* _WHAT IS REQUIRED_
Go through the lines below and copy each one that holds the string "detail".

(Beginning of RECORDS FOR THIS TASK)

use async_trait::async_trait;
use std::sync::atomic::{AtomicUsize, Ordering};
use std::sync::Mutex;

use swarmllm::client_wrapper::{
    CallParams, ChatMessage, ProviderClient, ProviderError, ProviderResponse, TokenUsage,
};
use swarmllm::covenant::{Constraints, QualityTier};
use swarmllm::registry::{ModelRegistry, ModelTier};
use swarmllm::router::{classify, execute, fingerprint, plan, Complexity, RouterError};

/// Provider client whose behaviour is scripted per model id.
struct ScriptedClient {
    script: Vec<(String, Result<String, ProviderError>)>,
    calls: Mutex<Vec<String>>,
}

impl ScriptedClient {
    fn new(script: Vec<(&str, Result<&str, ProviderError>)>) -> Self {
        Self {
            script: script
                .into_iter()
                .map(|(m, r)| (m.to_string(), r.map(|s| s.to_string())))
                .collect(),
            calls: Mutex::new(Vec::new()),
        }
    }

    fn calls(&self) -> Vec<String> {
        self.calls.lock().unwrap().clone()
    }
}

#[async_trait]
impl ProviderClient for ScriptedClient {
    async fn call(
        &self,
        model_id: &str,
        _messages: &[ChatMessage],
        _params: &CallParams,
    ) -> Result<ProviderResponse, ProviderError> {
        self.calls.lock().unwrap().push(model_id.to_string());
        for (scripted_model, outcome) in &self.script {
            if scripted_model == model_id {
                return match outcome {
                    Ok(content) => Ok(ProviderResponse {
                        content: content.clone(),
                        usage: TokenUsage {
                            prompt_tokens: 10,
                            completion_tokens: 5,
                        },
                        latency_ms: 3,
                        model_id_effective: model_id.to_string(),
                    }),
                    Err(e) => Err(e.clone()),
                };
            }
        }
        Err(ProviderError::UnsupportedModel(model_id.to_string()))
    }
}

fn constraints(quality: QualityTier) -> Constraints {
    Constraints {
        max_cost_usd: 0.50,
        max_latency_ms: 15_000,
        required_quality: quality,
        max_tokens: None,
    }
}

// ── Classification ───────────────────────────────────────────────────────────

#[test]
fn test_classify_is_a_pure_function() {
    let prompt = "Analyze in detail the trade-offs of cloud vs on-prem for enterprise workloads with recommendations.";
    let a = classify(prompt);
    let b = classify(prompt);
    assert_eq!(a.complexity, b.complexity);
    assert_eq!(a.score, b.score);
    assert_eq!(a.factors, b.factors);
}

#[test]
fn test_simple_prompt_scores_low() {
    let c = classify("What is 2+2?");
    assert_eq!(c.complexity, Complexity::Simple);
    assert!(c.score <= 0.3);
}

#[test]
fn test_moderate_prompt_scores_at_the_delegation_edge() {
    let c = classify("Explain the differences between SQL and NoSQL with examples.");
    assert_eq!(c.complexity, Complexity::Moderate);
    assert!(c.score > 0.3 && c.score <= 0.6);
}

#[test]
fn test_complex_prompt_scores_high() {
    let c = classify(
        "Analyze in detail the trade-offs of cloud vs on-prem for enterprise workloads with recommendations.",
    );
    assert_eq!(c.complexity, Complexity::Complex);
    assert!(c.score > 0.7);
    assert!(c.factors.iter().any(|f| f.starts_with("task_cue")));
}

#[test]
fn test_long_prompts_pick_up_the_word_count_factor() {
    let long = "please summarize this text ".repeat(15);
    let c = classify(&long);
    assert!(c.factors.iter().any(|f| f.starts_with("word_count")));
}

#[test]
fn test_score_is_clamped_to_one() {
    let c = classify(
        "Analyze and compare in detail why and how these trade-offs matter, and then design a \
         comprehensive plan with recommendations: 1. research the market and then 2. evaluate \
         options and then 3. investigate vendors across many many more dimensions than before.",
    );
    assert!(c.score <= 1.0);
    assert_eq!(c.complexity, Complexity::Complex);
}

#[test]
fn test_fingerprint_is_stable_under_reformatting() {
    assert_eq!(
        fingerprint("What  is\n2+2?"),
        fingerprint("what is 2+2?")
    );
    assert_eq!(fingerprint("x").len(), 64);
}

// ── Planning ─────────────────────────────────────────────────────────────────

#[test]
fn test_plan_leads_with_primary_by_default() {
    let registry = ModelRegistry::builtin();
    let classification = classify("What is 2+2?");
    let candidates = plan(&registry, &constraints(QualityTier::Fast), &classification);

    assert!(!candidates.is_empty());
    let first = registry.get(&candidates[0]).unwrap();
    assert_eq!(first.tier, ModelTier::Primary);
    let last = registry.get(candidates.last().unwrap()).unwrap();
    assert_eq!(last.tier, ModelTier::Edge);
}

#[test]
fn test_plan_leads_with_flagship_for_hard_quality_requests() {
    let registry = ModelRegistry::builtin();
    let classification = classify(
        "Analyze in detail the trade-offs of cloud vs on-prem for enterprise workloads with recommendations.",
    );
    assert!(classification.score > 0.7);
    let candidates = plan(&registry, &constraints(QualityTier::Quality), &classification);

    let first = registry.get(&candidates[0]).unwrap();
    assert_eq!(first.tier, ModelTier::Flagship);
    let last = registry.get(candidates.last().unwrap()).unwrap();
    assert_eq!(last.tier, ModelTier::Edge);
}

#[test]
fn test_plan_orders_within_a_tier_by_quality_then_cost() {
    let registry = ModelRegistry::builtin();
    let classification = classify("What is 2+2?");
    let candidates = plan(&registry, &constraints(QualityTier::Fast), &classification);

    let primaries: Vec<_> = candidates
        .iter()
        .map(|id| registry.get(id).unwrap())
        .filter(|m| m.tier == ModelTier::Primary)
        .collect();
    for pair in primaries.windows(2) {
        let (a, b) = (&pair[0], &pair[1]);
        assert!(
            a.quality_rank() > b.quality_rank()
                || (a.quality_rank() == b.quality_rank()
                    && a.cost_per_million_tokens <= b.cost_per_million_tokens)
        );
    }
}

#[test]
fn test_edge_tier_survives_even_a_tiny_cost_ceiling() {
    let registry = ModelRegistry::builtin();
    let classification = classify("What is 2+2?");
    let tight = Constraints {
        max_cost_usd: 0.000_001,
        max_latency_ms: 15_000,
        required_quality: QualityTier::Fast,
        max_tokens: None,
    };
    let candidates = plan(&registry, &tight, &classification);
    assert!(!candidates.is_empty());
    for id in &candidates {
        assert_eq!(registry.get(id).unwrap().tier, ModelTier::Edge);
    }
}

// ── Execution with fallback ──────────────────────────────────────────────────

#[tokio::test]
async fn test_first_success_wins_without_fallback() {
    let client = ScriptedClient::new(vec![("m/a", Ok("alpha")), ("m/b", Ok("beta"))]);
    let candidates = vec!["m/a".to_string(), "m/b".to_string()];
    let routed = execute(&client, &[ChatMessage::user("hi")], &CallParams::default(), &candidates)
        .await
        .unwrap();
    assert_eq!(routed.response.content, "alpha");
    assert!(!routed.used_fallback);
    assert_eq!(routed.attempts, 1);
    assert_eq!(client.calls(), vec!["m/a"]);
}

#[tokio::test]
async fn test_empty_content_falls_over_to_the_next_candidate() {
    let client = ScriptedClient::new(vec![
        ("m/primary", Err(ProviderError::EmptyContent("m/primary".into()))),
        ("m/edge", Ok("fallback answer")),
    ]);
    let candidates = vec!["m/primary".to_string(), "m/edge".to_string()];
    let routed = execute(&client, &[ChatMessage::user("hi")], &CallParams::default(), &candidates)
        .await
        .unwrap();
    assert_eq!(routed.response.content, "fallback answer");
    assert!(routed.used_fallback);
    assert_eq!(routed.attempts, 2);
    assert_eq!(client.calls(), vec!["m/primary", "m/edge"]);
}

#[tokio::test]
async fn test_exhaustion_reports_every_attempt() {
    let client = ScriptedClient::new(vec![
        ("m/a", Err(ProviderError::RateLimited("429".into()))),
        ("m/b", Err(ProviderError::Timeout(3_000))),
        ("m/c", Err(ProviderError::Transport("down".into()))),
    ]);
    let candidates = vec!["m/a".to_string(), "m/b".to_string(), "m/c".to_string()];
    let err = execute(&client, &[ChatMessage::user("hi")], &CallParams::default(), &candidates)
        .await
        .unwrap_err();
    match err {
        RouterError::AllProvidersFailed(attempts) => {
            assert_eq!(attempts.len(), 3);
            assert_eq!(attempts[0].0, "m/a");
            assert_eq!(attempts[0].1.kind(), "rate_limited");
            assert_eq!(attempts[2].1.kind(), "transport");
        }
        other => panic!("expected AllProvidersFailed, got {:?}", other),
    }
}

#[tokio::test]
async fn test_bad_request_aborts_instead_of_falling_over() {
    let client = ScriptedClient::new(vec![
        ("m/a", Err(ProviderError::BadRequest("malformed".into()))),
        ("m/b", Ok("never reached")),
    ]);
    let candidates = vec!["m/a".to_string(), "m/b".to_string()];
    let err = execute(&client, &[ChatMessage::user("hi")], &CallParams::default(), &candidates)
        .await
        .unwrap_err();
    assert!(matches!(err, RouterError::Aborted(_, _)));
    assert_eq!(client.calls(), vec!["m/a"]);
}

#[tokio::test]
async fn test_candidate_order_is_never_shuffled_mid_run() {
    static COUNTER: AtomicUsize = AtomicUsize::new(0);

    struct FailingClient;

    #[async_trait]
    impl ProviderClient for FailingClient {
        async fn call(
            &self,
            model_id: &str,
            _messages: &[ChatMessage],
            _params: &CallParams,
        ) -> Result<ProviderResponse, ProviderError> {
            let n = COUNTER.fetch_add(1, Ordering::SeqCst);
            let expected = ["m/1", "m/2", "m/3"][n];
            assert_eq!(model_id, expected);
            Err(ProviderError::Transport("down".into()))
        }
    }

    let candidates = vec!["m/1".to_string(), "m/2".to_string(), "m/3".to_string()];
    let result = execute(
        &FailingClient,
        &[ChatMessage::user("hi")],
        &CallParams::default(),
        &candidates,
    )
    .await;
    assert!(result.is_err());
    assert_eq!(COUNTER.load(Ordering::SeqCst), 3);
}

(End of RECORDS FOR THIS TASK)

* _TASK RESULT_
    let prompt = "Analyze in detail the trade-offs of cloud vs on-prem for enterprise workloads with recommendations.";
        "Analyze in detail the trade-offs of cloud vs on-prem for enterprise workloads with recommendations.",
        "Analyze and compare in detail why and how these trade-offs matter, and then design a \
        "Analyze in detail the trade-offs of cloud vs on-prem for enterprise workloads with recommendations.",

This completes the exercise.